In August 1963, after completing recruit training at the Marine Corps Recruit Depot, San Diego, California, he was transferred to the Marine Corps Base at Camp Pendleton, California, where he underwent individual combat training with the Second Infantry Training Regiment, graduating in October 1963.
He then joined Company H, 2d Battalion, 4th Marines, 1st Marine Brigade, in Hawaii where he was promoted to private first class in December 1963 and to lance corporal in October 1964. With that unit, he sailed for the Far East, arriving in Chu Lai, Republic of Vietnam on 7 May 1965 where this unit was redesignated Company H, 2d Battalion, 4th Marines, 3d Marine Division.

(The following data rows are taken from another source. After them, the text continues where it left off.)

/// Performs the click for a bound key
pub trait Actuator {
    /// Move to `point`, left-click, and move back when `restore` is set
    fn click_at(&mut self, point: Point, restore: bool) -> Result<()>;

    /// Whether the focused window's title contains `title` (case-insensitive).
    /// Must return `true` when focus cannot be determined.
    fn is_window_focused(&mut self, title: &str) -> bool;
}

/// One-shot capture of the next left click, delivered as [`AppEvent::MouseCaptured`]
pub trait ClickCapture {
    fn start(&mut self) -> Result<()>;
    fn stop(&mut self);
}

pub struct Dispatcher<A, C> {
    machine: StateMachine,
    store: Store,
    actuator: A,
    capture: C,
    /// Key captured in `ConfigWaitKey`, waiting for its coordinate
    pending_key: Option<String>,
    subscribers: Vec<Sender<Notification>>,
    /// Most recent status line, reported back to remote callers
    last_status: Option<String>,
}

impl<A: Actuator, C: ClickCapture> Dispatcher<A, C> {
    pub fn new(store: Store, actuator: A, capture: C) -> Self {
        Self {
            machine: StateMachine::new(),
            store,
            actuator,
            capture,
            pending_key: None,
            subscribers: Vec::new(),
            last_status: None,
        }
    }

    pub fn state(&self) -> AppState {
        self.machine.state()
    }

    #[cfg(test)]
    pub fn store(&self) -> &Store {
        &self.store
    }

    #[cfg(test)]
    pub fn pending_key(&self) -> Option<&str> {
        self.pending_key.as_deref()
    }

    /// Register an observer. It immediately receives the current state,
    /// bindings and settings.
    pub fn subscribe(&mut self) -> Receiver<Notification> {
        let (tx, rx) = mpsc::channel();
        for notification in [
            Notification::StateChanged(self.machine.state()),
            Notification::BindingsChanged(self.store.bindings().clone()),
            Notification::SettingsChanged(self.store.settings().clone()),
        ] {
            let _ = tx.send(notification);
        }
        self.subscribers.push(tx);
        rx
    }

    /// Process events until a quit intent arrives or every sender is gone
    pub fn run(&mut self, events: &Receiver<AppEvent>) {
        self.status("Ready: press a mapped key or add a new mapping.");
        for event in events.iter() {
            if self.handle(event) == Flow::Quit {
                return;
            }
        }
        warn!("All event senders dropped, leaving event loop");
        self.capture.stop();
    }

    pub fn handle(&mut self, event: AppEvent) -> Flow {
        debug!(event = ?event, state = ?self.machine.state(), "Handling event");
        match event {
            AppEvent::KeyPressed(key) => {
                self.on_key_pressed(&key);
            }
            AppEvent::MouseCaptured { x, y } => {
                self.on_mouse_captured(Point::new(x, y));
            }
            AppEvent::Intent(Intent::StartConfigure) => {
                self.start_configure();
            }
            AppEvent::Intent(Intent::Remove(key)) => {
                self.remove_binding(&key);
            }
            AppEvent::Intent(Intent::ToggleEnabled) => {
                self.toggle_enabled();
            }
            AppEvent::Intent(Intent::SettingChanged(change)) => {
                self.change_setting(&change);
            }
            AppEvent::Intent(Intent::Quit) => {
                info!("Quit requested");
                self.capture.stop();
                return Flow::Quit;
            }
            AppEvent::Remote { intent, reply } => {
                self.last_status = None;
                let flow = self.handle(AppEvent::Intent(intent));
                let status = self.last_status.take().unwrap_or_else(|| "Done.".to_string());
                if reply.send(status).is_err() {
                    debug!("Remote caller went away before the reply");
                }
                return flow;
            }
        }
        Flow::Continue
    }

    /// Route a key-down. Returns `true` when it produced a click.
    pub fn on_key_pressed(&mut self, key: &str) -> bool {
        match self.machine.state() {
            AppState::ConfigWaitKey => {
                self.capture_key(key);
                false
            }
            AppState::Normal => self.dispatch_key(key),
            AppState::ConfigWaitClick | AppState::Disabled => false,
        }
    }

    fn capture_key(&mut self, key: &str) {
        info!(key = %key, "Captured key for new binding");
        self.pending_key = Some(key.to_string());
        self.transition(AppState::ConfigWaitClick);

        if let Err(e) = self.capture.start() {
            error!(error = ?e, "Failed to start mouse click capture");
            self.status(format!("Mouse capture unavailable: {e}"));
            self.transition(AppState::Normal);
            return;
        }
        self.status(format!(
            "Key \"{key}\" captured. Now click on the target screen position."
        ));
    }

    fn dispatch_key(&mut self, key: &str) -> bool {
        let Some(point) = self.store.get(key) else {
            return false;
        };

        let settings = self.store.settings();
        let restore = settings.restore_mouse_position;
        if settings.require_foreground_window {
            let title = settings.target_window_title.clone();
            if !self.actuator.is_window_focused(&title) {
                debug!(key = %key, title = %title, "Target window not focused, skipping click");
                return false;
            }
        }

        match self.actuator.click_at(point, restore) {
            Ok(()) => {
                info!(key = %key, x = point.x, y = point.y, restore, "Executed click");
                self.status(format!("Executed click at {point} for key \"{key}\"."));
                true
            }
            Err(e) => {
                error!(key = %key, x = point.x, y = point.y, error = ?e, "Click failed");
                self.status(format!("Click for key \"{key}\" failed: {e}"));
                false
            }
        }
    }

    /// Commit the pending binding. Returns `true` when one was saved.
    pub fn on_mouse_captured(&mut self, point: Point) -> bool {
        if self.machine.state() != AppState::ConfigWaitClick {
            debug!(
                x = point.x,
                y = point.y,
                state = ?self.machine.state(),
                "Dropping stale mouse capture"
            );
            return false;
        }

        let committed = match self.pending_key.take() {
            Some(key) => {
                if let Err(e) = self.store.set(&key, point) {
                    error!(key = %key, error = ?e, "Failed to persist binding");
                }
                self.notify(Notification::BindingsChanged(self.store.bindings().clone()));
                self.status(format!("Mapping saved: \"{key}\" → {point}"));
                true
            }
            None => {
                warn!("Mouse captured with no pending key");
                false
            }
        };

        self.transition(AppState::Normal);
        committed
    }

    /// Enter the configuration flow. Returns `true` when now waiting for a key.
    pub fn start_configure(&mut self) -> bool {
        if self.machine.is_disabled() {
            self.status("Enable the system before adding keys.");
            return false;
        }
        if self.transition(AppState::ConfigWaitKey) {
            self.status("Press the key you want to configure…");
            return true;
        }
        false
    }

    /// Remove a binding in any state. Returns whether it existed.
    pub fn remove_binding(&mut self, key: &str) -> bool {
        if key.trim().is_empty() {
            self.status("Select a mapping to remove first.");
            return false;
        }

        let removed = match self.store.remove(key) {
            Ok(removed) => removed,
            Err(e) => {
                error!(key = %key, error = ?e, "Failed to persist binding removal");
                true
            }
        };

        if removed {
            info!(key = %key, "Removed binding");
            self.notify(Notification::BindingsChanged(self.store.bindings().clone()));
            self.status(format!("Removed mapping for \"{key}\"."));
        } else {
            self.status(format!("Key \"{key}\" not found."));
        }
        removed
    }

    /// Flip between `Normal` and `Disabled`; ignored while configuring
    pub fn toggle_enabled(&mut self) {
        if self.machine.is_config() {
            debug!(state = ?self.machine.state(), "Toggle ignored during configuration");
            return;
        }
        if self.machine.is_disabled() {
            self.transition(AppState::Normal);
            self.status("System enabled.");
        } else if self.machine.is_normal() {
            self.transition(AppState::Disabled);
            self.status("System disabled: no keys will trigger clicks.");
        }
    }

    pub fn change_setting(&mut self, change: &SettingChange) {
        if let Err(e) = self.store.apply(change) {
            error!(error = ?e, "Failed to persist setting");
        }
        info!(setting = change.name(), value = %change, "Setting updated");
        self.notify(Notification::SettingsChanged(self.store.settings().clone()));
        self.status(format!("Setting \"{}\" updated to {change}.", change.name()));
    }

    /// Validated transition with side effects: state-changed notification on
    /// actual change, pending key cleared on return to `Normal`, click capture
    /// stopped when leaving `ConfigWaitClick`.
    fn transition(&mut self, target: AppState) -> bool {
        let previous = self.machine.state();
        if !self.machine.transition(target) {
            debug!(from = ?previous, to = ?target, "Rejected state transition");
            return false;
        }
        if previous == target {
            return true;
        }

        info!(from = %previous, to = %target, "State changed");
        if target == AppState::Normal {
            self.pending_key = None;
        }
        if previous == AppState::ConfigWaitClick {
            self.capture.stop();
        }
        self.notify(Notification::StateChanged(target));
        true
    }

    fn status(&mut self, text: impl Into<String>) {
        let text = text.into();
        info!(status = %text);
        self.last_status = Some(text.clone());
        self.notify(Notification::Status(text));
    }

    fn notify(&mut self, notification: Notification) {
        self.subscribers
            .retain(|subscriber| subscriber.send(notification.clone()).is_ok());
    }

    #[cfg(test)]
    pub(crate) fn parts(&self) -> (&A, &C) {
        (&self.actuator, &self.capture)
    }

    #[cfg(test)]
    pub(crate) fn parts_mut(&mut self) -> (&mut A, &mut C) {
        (&mut self.actuator, &mut self.capture)
    }
}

On 18 August 1965, while serving as a fire team leader with Company H, 2d Battalion, 4th Marines, LCpl Paul placed himself between his wounded comrades and the enemy and delivered effective suppressive fire in order to divert the Viet Cong long enough to allow the casualties to be evacuated. He fought in this exposed position until he was mortally wounded. He succumbed to his wounds the next day, 19 August 1965.
His medals and decorations include: the Medal of Honor, the Purple Heart, the National Defense Service Medal, the Vietnam Service Medal with one bronze star, and the Republic of Vietnam Campaign Medal.